Burton Malkiel has been speaking up a lot lately, and with much the same message – repeated several times over the last few months (at least since an op-ed back in April). While hitting on some of the same themes he’s hit on for 40 years (index funds, low costs, broad diversification, don’t time the market, don’t overpay for active management), he’s been focusing lately on the state of the bond market.
As he says in today’s WSJ op-ed piece:
… equities today are more attractive relative to bonds than at any other time in history. Locking retirement funds into “safe” 1.5% yielding Treasury securities is likely to be a sure loser after inflation. We live in a world where the developed nations are saddled with large indebtedness relative to income (i.e., GDP) and large fiscal deficits. Moreover, our aging populations will put even greater strains on entitlement programs over time. Thus far, the major action taken in Washington with respect to entitlements has been to increase coverage, not decrease costs. The political path that seems easiest is to keep interest rates low and hope that inflation will eventually reduce our indebtedness as it has in the past.

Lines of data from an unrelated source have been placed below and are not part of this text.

//! Buffered channels.
//!
//! A [`Channel`] wraps one native descriptor under reactor management. The
//! reactor reports readiness, the channel performs bounded I/O against its
//! input and output buffers, and the bound [`Handler`] is told what
//! happened. The channel owns its buffers exclusively; the handler is
//! referenced, not owned, and the binding may be reassigned at any time.
//!
//! Channels are created by wrapping a descriptor ([`Channel::wrap`],
//! [`Channel::wrap_connecting`]) or by [`Channel::accept`] on a listening
//! channel, and destroyed only by explicit [`close`]/[`forceclose`]
//! completion, never implicitly.
//!
//! [`Handler`]: crate::Handler
//! [`close`]: Channel::close
//! [`forceclose`]: Channel::forceclose

use std::any::Any;
use std::cell::{Cell, RefCell};
use std::fmt;
use std::io;
use std::mem;
use std::os::unix::io::{AsRawFd, RawFd};
use std::rc::{Rc, Weak};
use std::time::Duration;

use log::{debug, trace, warn};

use crate::backend::{cvt, set_cloexec, set_nonblock, Interest, Token};
use crate::buffer::{Crossing, InputBuffer, OutputBuffer};
use crate::handler::Handler;
use crate::reactor::{Core, Dispatch, Reactor};
use crate::timer::{Timer, TimerSpec};

/// Lifecycle state of a channel.
#[derive(Copy, Clone, Debug, PartialEq, Eq)]
pub enum State {
    /// An outbound connect is in flight.
    Connecting,
    /// Open for business.
    Connected,
    /// The peer closed its end; writes may continue.
    Eof,
    /// A graceful close waits for the output buffer to drain.
    Closing,
    /// Torn down; the descriptor is no longer managed.
    Closed,
    /// A connect or read fault left the channel unusable.
    Failed,
}

/// Construction options for [`Channel::wrap`].
#[derive(Clone, Debug)]
pub struct ChannelOptions {
    pub description: String,
    pub read_only: bool,
    pub write_only: bool,
    pub autoread: bool,
}

impl Default for ChannelOptions {
    fn default() -> ChannelOptions {
        ChannelOptions {
            description: String::new(),
            read_only: false,
            write_only: false,
            autoread: true,
        }
    }
}

pub(crate) struct ChannelState {
    state: State,
    description: String,
    read_only: bool,
    write_only: bool,
    autoread: bool,
    listener: bool,
    reentrant: bool,
    readevents: bool,
    inbuf: InputBuffer,
    outbuf: OutputBuffer,
    in_backend: bool,
    registered: Interest,
    eof_notified: bool,
    connect_timer: Option<Timer>,
}

pub(crate) struct ChannelShared {
    core: Weak<Core>,
    token: Cell<usize>,
    fd: Cell<RawFd>,
    fh: RefCell<Option<Rc<dyn Any>>>,
    st: RefCell<ChannelState>,
    handler: RefCell<Rc<dyn Handler>>,
    depth: Cell<u32>,
}

enum StepOutcome {
    /// Some bytes left the buffer.
    Progress,
    /// The descriptor would block; wait for the next readiness event.
    Blocked,
    /// Nothing (left) to drain.
    Empty,
    /// The write faulted; the write-error handler has been dispatched.
    Faulted,
}

/// Takes ownership of an accepted descriptor so it is closed when the last
/// channel reference goes away.
struct AcceptedFd(RawFd);

impl AsRawFd for AcceptedFd {
    fn as_raw_fd(&self) -> RawFd {
        self.0
    }
}

impl Drop for AcceptedFd {
    fn drop(&mut self) {
        unsafe {
            libc::close(self.0);
        }
    }
}
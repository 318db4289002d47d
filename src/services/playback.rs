//! Stream playback backends

use std::{
    fmt,
    sync::{
        atomic::{AtomicU32, AtomicU64, Ordering},
        Arc,
    },
};
use async_trait::async_trait;
use reqwest::header::CONTENT_TYPE;
use tokio::{sync::mpsc, task::JoinHandle};
use tracing::{debug, info, warn};

use crate::error::{Error, Result};

/// Report that a stream which had started playing stopped on its own
#[derive(Debug, Clone, PartialEq, Eq)]
pub struct StreamFault {
    pub generation: u64,
    pub reason: String,
}

/// Everything a backend needs to start one stream
#[derive(Debug, Clone)]
pub struct StreamRequest {
    pub url: String,
    pub volume: f32,
    /// Load attempt this request belongs to, echoed back in faults
    pub generation: u64,
    pub faults: mpsc::UnboundedSender<StreamFault>,
}

impl StreamRequest {
    /// Report a mid-play fault for this request
    pub fn report_fault(&self, reason: impl Into<String>) {
        let fault = StreamFault {
            generation: self.generation,
            reason: reason.into(),
        };
        if self.faults.send(fault).is_err() {
            debug!("Fault receiver closed, dropping fault for generation {}", self.generation);
        }
    }
}

/// A playing stream. Dropping the handle stops playback.
pub trait StreamHandle: Send + Sync + fmt::Debug {
    /// Apply a new volume in [0, 1]
    fn set_volume(&self, volume: f32);

    /// Bytes consumed from the source so far
    fn bytes_received(&self) -> u64;
}

/// Something that can turn a URL into a playing stream
#[async_trait]
pub trait StreamBackend: Send + Sync {
    /// Start playing `request.url`. Resolves once playback has started or failed.
    async fn open(&self, request: StreamRequest) -> Result<Box<dyn StreamHandle>>;
}

/// Backend that connects to HTTP(S) audio streams and consumes them
#[derive(Debug, Clone, Default)]
pub struct HttpStreamBackend {
    client: reqwest::Client,
}

impl HttpStreamBackend {
    pub fn new() -> Self {
        Self::default()
    }
}

/// Content types a browser audio element would accept for a radio stream
fn is_playable_content_type(content_type: &str) -> bool {
    let mime = content_type
        .split(';')
        .next()
        .unwrap_or_default()
        .trim()
        .to_ascii_lowercase();
    mime.starts_with("audio/")
        || mime == "application/ogg"
        || mime == "application/octet-stream"
        || mime == "video/mp2t"
}

#[async_trait]
impl StreamBackend for HttpStreamBackend {
    async fn open(&self, request: StreamRequest) -> Result<Box<dyn StreamHandle>> {
        debug!("Connecting to stream {}", request.url);

        let response = self
            .client
            .get(&request.url)
            .send()
            .await
            .map_err(Error::stream_unavailable)?;

        let status = response.status();
        if !status.is_success() {
            return Err(Error::stream_unavailable(format!("HTTP status {}", status)));
        }

        if let Some(content_type) = response.headers().get(CONTENT_TYPE) {
            let content_type = content_type.to_str().unwrap_or_default();
            if !is_playable_content_type(content_type) {
                return Err(Error::stream_unavailable(format!(
                    "unsupported content type {}",
                    content_type
                )));
            }
        }

        info!("Stream {} connected ({})", request.url, status);

        let bytes = Arc::new(AtomicU64::new(0));
        let task = tokio::spawn(consume_stream(response, Arc::clone(&bytes), request.clone()));

        Ok(Box::new(HttpStream {
            url: request.url,
            volume: AtomicU32::new(request.volume.to_bits()),
            bytes,
            task,
        }))
    }
}

/// Read the body until it ends, errors, or the task is aborted
async fn consume_stream(mut response: reqwest::Response, bytes: Arc<AtomicU64>, request: StreamRequest) {
    loop {
        match response.chunk().await {
            Ok(Some(chunk)) => {
                bytes.fetch_add(chunk.len() as u64, Ordering::Relaxed);
            }
            Ok(None) => {
                warn!("Stream {} ended", request.url);
                request.report_fault("stream ended");
                break;
            }
            Err(e) => {
                warn!("Stream {} failed: {}", request.url, e);
                request.report_fault(e.to_string());
                break;
            }
        }
    }
}

/// Connected HTTP stream
pub struct HttpStream {
    url: String,
    volume: AtomicU32,
    bytes: Arc<AtomicU64>,
    task: JoinHandle<()>,
}

impl HttpStream {
    pub fn volume(&self) -> f32 {
        f32::from_bits(self.volume.load(Ordering::Relaxed))
    }
}

impl fmt::Debug for HttpStream {
    fn fmt(&self, f: &mut fmt::Formatter<'_>) -> fmt::Result {
        f.debug_struct("HttpStream")
            .field("url", &self.url)
            .field("volume", &self.volume())
            .field("bytes_received", &self.bytes_received())
            .finish()
    }
}

impl StreamHandle for HttpStream {
    fn set_volume(&self, volume: f32) {
        self.volume.store(volume.to_bits(), Ordering::Relaxed);
    }

    fn bytes_received(&self) -> u64 {
        self.bytes.load(Ordering::Relaxed)
    }
}

impl Drop for HttpStream {
    fn drop(&mut self) {
        debug!("Stopping stream {}", self.url);
        self.task.abort();
    }
}
//! Pitlane - A state-managed HTTP server for the motocats racing site
//!
//! This is the main entry point for the pitlane application.

use std::sync::Arc;
use tokio::net::TcpListener;
use tracing::info;

use pitlane::{
    config::Config,
    state::AppState,
    api::create_router,
    services::HttpStreamBackend,
    tasks::stream_fault_task,
    utils::shutdown_signal,
};

#[tokio::main]
async fn main() -> anyhow::Result<()> {
    let config = Config::parse();

    // Initialize tracing with appropriate log level
    tracing_subscriber::fmt()
        .with_env_filter(format!("pitlane={},tower_http=info", config.log_level()))
        .init();

    info!("Starting pitlane server v{}", env!("CARGO_PKG_VERSION"));
    info!("Configuration: host={}, port={}, transition={}ms, volume={}",
          config.host, config.port, config.transition_ms, config.volume);

    let stations = config.load_stations()?;
    info!("Radio has {} stations", stations.len());

    // Create application state
    let (state, faults) = AppState::new(
        config.port,
        config.host.clone(),
        config.transition_delay(),
        config.volume,
        stations,
        Arc::new(HttpStreamBackend::new()),
    );
    let state = Arc::new(state);

    // Route stream faults back into the player
    let player = state.player.clone();
    tokio::spawn(async move {
        stream_fault_task(player, faults).await;
    });

    // The site starts the first station as soon as it loads
    state.player.start()?;

    // Create HTTP router with all endpoints
    let app = create_router(Arc::clone(&state));

    // Bind to the specified address
    let addr = config.address();
    let listener = TcpListener::bind(&addr).await?;

    info!("Server running on http://{}", addr);
    info!("Endpoints:");
    info!("  POST /panel/:name/open - Open leaderboard, garage, tune, calculator or rules");
    info!("  POST /panel/close      - Close the open panel");
    info!("  GET  /panel            - Current panel");
    info!("  GET  /stations         - Radio station list");
    info!("  GET  /player           - Radio player state");
    info!("  POST /player/next      - Next station");
    info!("  POST /player/previous  - Previous station");
    info!("  POST /player/select    - Select station by index or url");
    info!("  POST /player/toggle    - Play / pause");
    info!("  POST /player/volume    - Set volume");
    info!("  POST /player/mute      - Toggle mute");
    info!("  GET  /readouts/*       - Boost sales and speed gauge");
    info!("  GET  /events           - Server-sent state changes");
    info!("  GET  /status           - Check current status");
    info!("  GET  /health           - Health check");

    // Setup graceful shutdown
    let server = axum::serve(listener, app);

    tokio::select! {
        result = server => {
            if let Err(e) = result {
                tracing::error!("Server error: {}", e);
            }
        }
        _ = shutdown_signal() => {
            info!("Shutdown signal received");
        }
    }

    state.shutdown();
    info!("Server shutdown complete");
    Ok(())
}
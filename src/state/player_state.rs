//! Radio player state structure and station list

use serde::{Deserialize, Serialize};

use crate::error::{Error, Result, STREAM_ERROR_MESSAGE};

/// Volume restored by unmuting when no audible level was remembered
pub const DEFAULT_VOLUME: f32 = 0.6;

/// A named streaming audio endpoint
#[derive(Debug, Clone, PartialEq, Eq, Serialize, Deserialize)]
pub struct Station {
    pub name: String,
    pub url: String,
}

impl Station {
    pub fn new(name: impl Into<String>, url: impl Into<String>) -> Self {
        Self {
            name: name.into(),
            url: url.into(),
        }
    }
}

/// Ordered, validated, immutable list of stations
#[derive(Debug, Clone, PartialEq, Eq, Serialize)]
#[serde(transparent)]
pub struct StationList {
    stations: Vec<Station>,
}

impl StationList {
    /// Validate and wrap a station list.
    ///
    /// The list must be non-empty, every URL must be an absolute http(s) URL
    /// and no URL may appear twice (selection by URL has to be unambiguous).
    pub fn new(stations: Vec<Station>) -> Result<Self> {
        if stations.is_empty() {
            return Err(Error::EmptyStationList);
        }

        for (i, station) in stations.iter().enumerate() {
            let parsed = reqwest::Url::parse(&station.url).map_err(|e| Error::InvalidStationUrl {
                url: station.url.clone(),
                reason: e.to_string(),
            })?;
            if !matches!(parsed.scheme(), "http" | "https") {
                return Err(Error::InvalidStationUrl {
                    url: station.url.clone(),
                    reason: format!("unsupported scheme {}", parsed.scheme()),
                });
            }
            if stations[..i].iter().any(|s| s.url == station.url) {
                return Err(Error::DuplicateStation(station.url.clone()));
            }
        }

        Ok(Self { stations })
    }

    /// Never zero, construction rejects empty lists
    #[allow(clippy::len_without_is_empty)]
    pub fn len(&self) -> usize {
        self.stations.len()
    }

    pub fn get(&self, index: usize) -> Option<&Station> {
        self.stations.get(index)
    }

    pub fn iter(&self) -> impl Iterator<Item = &Station> {
        self.stations.iter()
    }

    pub fn as_slice(&self) -> &[Station] {
        &self.stations
    }

    /// Position of the station streaming from `url`
    pub fn position_of_url(&self, url: &str) -> Option<usize> {
        self.stations.iter().position(|s| s.url == url)
    }

    /// Index after `index`, wrapping to the first station
    pub fn next_index(&self, index: usize) -> usize {
        (index + 1) % self.len()
    }

    /// Index before `index`, wrapping to the last station
    pub fn previous_index(&self, index: usize) -> usize {
        (index + self.len() - 1) % self.len()
    }
}

/// Playback status of the single stream source
#[derive(Debug, Clone, PartialEq, Serialize)]
pub struct PlayerState {
    pub index: usize,
    pub playing: bool,
    pub loading: bool,
    pub error: Option<String>,
    pub volume: f32,
    /// Level to come back to when unmuting
    #[serde(skip)]
    unmuted_volume: Option<f32>,
}

impl PlayerState {
    /// Create an idle player on the first station
    pub fn new(volume: f32) -> Self {
        let volume = if volume.is_finite() {
            volume.clamp(0.0, 1.0)
        } else {
            DEFAULT_VOLUME
        };
        Self {
            index: 0,
            playing: false,
            loading: false,
            error: None,
            volume,
            unmuted_volume: None,
        }
    }

    pub fn is_muted(&self) -> bool {
        self.volume == 0.0
    }

    /// Set the volume, clamped to [0, 1]. Returns the applied level.
    pub fn set_volume(&mut self, volume: f32) -> Result<f32> {
        if volume.is_nan() {
            return Err(Error::InvalidVolume(volume));
        }
        self.volume = volume.clamp(0.0, 1.0);
        if self.volume > 0.0 {
            self.unmuted_volume = None;
        }
        Ok(self.volume)
    }

    /// Mute, or restore the level that was playing before the mute
    pub fn toggle_mute(&mut self) -> f32 {
        if self.is_muted() {
            self.volume = self.unmuted_volume.take().unwrap_or(DEFAULT_VOLUME);
        } else {
            self.unmuted_volume = Some(self.volume);
            self.volume = 0.0;
        }
        self.volume
    }

    /// A load attempt has started, previous source already stopped
    pub fn begin_load(&mut self) {
        self.playing = false;
        self.loading = true;
        self.error = None;
    }

    pub fn stop(&mut self) {
        self.playing = false;
    }

    pub fn mark_playing(&mut self) {
        self.playing = true;
        self.loading = false;
        self.error = None;
    }

    pub fn mark_failed(&mut self) {
        self.playing = false;
        self.loading = false;
        self.error = Some(STREAM_ERROR_MESSAGE.to_string());
    }
}

impl Default for PlayerState {
    fn default() -> Self {
        Self::new(DEFAULT_VOLUME)
    }
}

#[cfg(test)]
mod tests {
    use super::*;

    fn abc() -> StationList {
        StationList::new(vec![
            Station::new("A", "https://a.example/stream"),
            Station::new("B", "https://b.example/stream"),
            Station::new("C", "https://c.example/stream"),
        ])
        .unwrap()
    }

    #[test]
    fn next_wraps_around() {
        let list = abc();
        assert_eq!(list.next_index(0), 1);
        assert_eq!(list.next_index(1), 2);
        assert_eq!(list.next_index(2), 0);
    }

    #[test]
    fn previous_from_first_is_last() {
        assert_eq!(abc().previous_index(0), 2);
    }

    #[test]
    fn station_list_rejects_bad_input() {
        assert!(matches!(StationList::new(vec![]), Err(Error::EmptyStationList)));
        assert!(matches!(
            StationList::new(vec![Station::new("x", "not a url")]),
            Err(Error::InvalidStationUrl { .. })
        ));
        assert!(matches!(
            StationList::new(vec![Station::new("x", "ftp://x.example/a.mp3")]),
            Err(Error::InvalidStationUrl { .. })
        ));
        assert!(matches!(
            StationList::new(vec![
                Station::new("x", "https://x.example/a.mp3"),
                Station::new("y", "https://x.example/a.mp3"),
            ]),
            Err(Error::DuplicateStation(url)) if url == "https://x.example/a.mp3"
        ));
    }

    #[test]
    fn volume_is_clamped() {
        let mut state = PlayerState::default();
        assert_eq!(state.set_volume(-1.0).unwrap(), 0.0);
        assert_eq!(state.set_volume(2.0).unwrap(), 1.0);
        assert_eq!(state.set_volume(0.3).unwrap(), 0.3);
        assert!(matches!(state.set_volume(f32::NAN), Err(Error::InvalidVolume(_))));
        assert_eq!(state.volume, 0.3);
    }

    #[test]
    fn mute_twice_restores_level() {
        let mut state = PlayerState::new(0.3);
        assert_eq!(state.toggle_mute(), 0.0);
        assert!(state.is_muted());
        assert_eq!(state.toggle_mute(), 0.3);
    }

    #[test]
    fn unmute_without_memory_uses_default() {
        let mut state = PlayerState::new(0.0);
        assert_eq!(state.toggle_mute(), DEFAULT_VOLUME);
    }

    #[test]
    fn failure_then_success_clears_error() {
        let mut state = PlayerState::default();
        state.begin_load();
        state.mark_failed();
        assert!(!state.playing && !state.loading);
        assert_eq!(state.error.as_deref(), Some(STREAM_ERROR_MESSAGE));

        state.begin_load();
        assert!(state.loading && state.error.is_none());
        state.mark_playing();
        assert!(state.playing && !state.loading && state.error.is_none());
    }
}
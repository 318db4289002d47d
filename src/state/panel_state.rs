//! Panel state structure and transition planning

use std::{fmt, str::FromStr};

use serde::{Deserialize, Serialize};

use crate::error::Error;

/// Overlay panels of the site. `None` means the home view is showing.
#[derive(Debug, Clone, Copy, PartialEq, Eq, Hash, Default, Serialize, Deserialize)]
#[serde(rename_all = "lowercase")]
pub enum Panel {
    #[default]
    None,
    Leaderboard,
    Garage,
    Tune,
    Calculator,
    Rules,
}

impl Panel {
    pub fn as_str(&self) -> &'static str {
        match self {
            Panel::None => "none",
            Panel::Leaderboard => "leaderboard",
            Panel::Garage => "garage",
            Panel::Tune => "tune",
            Panel::Calculator => "calculator",
            Panel::Rules => "rules",
        }
    }

    pub fn is_none(&self) -> bool {
        matches!(self, Panel::None)
    }
}

impl fmt::Display for Panel {
    fn fmt(&self, f: &mut fmt::Formatter<'_>) -> fmt::Result {
        f.write_str(self.as_str())
    }
}

impl FromStr for Panel {
    type Err = Error;

    fn from_str(s: &str) -> Result<Self, Self::Err> {
        match s.trim().to_ascii_lowercase().as_str() {
            "none" => Ok(Panel::None),
            "leaderboard" => Ok(Panel::Leaderboard),
            "garage" => Ok(Panel::Garage),
            "tune" => Ok(Panel::Tune),
            "calculator" => Ok(Panel::Calculator),
            "rules" => Ok(Panel::Rules),
            _ => Err(Error::UnknownPanel(s.to_string())),
        }
    }
}

/// Which panel is visible and whether its exit animation is running
#[derive(Debug, Clone, Copy, PartialEq, Eq, Default, Serialize, Deserialize)]
pub struct PanelState {
    pub active: Panel,
    pub closing: bool,
}

/// What the router has to do to honour a navigation request
#[derive(Debug, Clone, Copy, PartialEq, Eq)]
pub enum PanelStep {
    /// Already showing (or heading to) the requested panel
    Unchanged,
    /// Nothing is open, show the target right away
    Show(Panel),
    /// The request points back at the visible panel, drop the armed transition
    CancelPending,
    /// Start the exit animation and switch once the delay elapses
    Schedule(Panel),
}

impl PanelState {
    /// Create the initial state: home view, no animation
    pub fn new() -> Self {
        Self::default()
    }

    /// Plan `open(target)` given the target of the currently armed transition
    pub fn plan_open(&self, pending: Option<Panel>, target: Panel) -> PanelStep {
        let heading = pending.unwrap_or(self.active);
        if target == heading {
            return PanelStep::Unchanged;
        }
        if pending.is_some() && target == self.active {
            return PanelStep::CancelPending;
        }
        if self.active.is_none() && pending.is_none() {
            return PanelStep::Show(target);
        }
        PanelStep::Schedule(target)
    }

    /// Plan `close()`; closing from the home view is suppressed
    pub fn plan_close(&self, pending: Option<Panel>) -> PanelStep {
        self.plan_open(pending, Panel::None)
    }

    /// Visibility of the surrounding page elements for this state
    pub fn chrome(&self) -> Chrome {
        let home = self.active.is_none();
        Chrome {
            player_controls_visible: home,
            help_button_visible: home,
            backdrop_visible: !home,
            navbar_dimmed: self.active == Panel::Rules,
        }
    }
}

/// Page elements whose visibility follows the active panel
#[derive(Debug, Clone, Copy, PartialEq, Eq, Serialize, Deserialize)]
pub struct Chrome {
    /// Radio controls fade out under panels, playback keeps going
    pub player_controls_visible: bool,
    pub help_button_visible: bool,
    /// Click-to-close overlay under an open panel
    pub backdrop_visible: bool,
    /// Navigation bar is blurred while the rules modal is up
    pub navbar_dimmed: bool,
}
//! Utility functions module
//!
//! Process-level helpers used by the binary.

pub mod signals;

// Re-export main functions
pub use signals::shutdown_signal;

The case is strong. Apparently, the only ways out of the fiscal disaster we are facing are (a) growth and (b) inflation. And in both cases, or a combination of them, stocks beat bonds handily. In a growth environment, equity owners participate in the growth. And in an inflationary environment, bondholders get paid back with money worth less than they lent out. Even if interest rates stay where they are, the return due to current bond yields is not going to be enough to overcome inflation and build a growing portfolio for retirements. If interest rates go up, bond portfolios are going to be hit hard. And as low as interest rates are now, betting that they will go down even more doesn’t seem like a likely proposition. So a portfolio more heavily weighted in stocks remains one’s best hope for long-term portfolio performance.
In the op-ed piece, Malkiel also takes on the recent fiasco concerning Knight Capital and high frequency trading. The remaining theme that he’s talked about recently, which was not really covered in this piece, is investing in emerging markets (whether directly or indirectly – for example, Malkiel in another talk recently discussed China and the fact that China cannot actually grow enough food to feed itself – so the case for benefiting from China’s growth may well argue for investing in the countries which feed China).
Anyway, as usual, Malkiel is well worth reading. Enjoy!
Even Amid the Current Turmoil, Stocks Still Beat Bonds
Investors saving for retirement have no reason to fear day-to-day volatility.
The stock market continues to reflect the very modest economic recovery now under way in the United States. From January 2011 through mid-August 2012, the S&P 500 has produced moderate single-digit total returns. But many individual investors are not participating. Some $200 billion has flowed out of equity mutual funds since January 2011. Even more has flowed into bond funds, leading bond king Bill Gross to proclaim “the cult of equity is dying.” Yet I believe that investors who pull their money out of the stock market today to invest in bonds are making a huge mistake.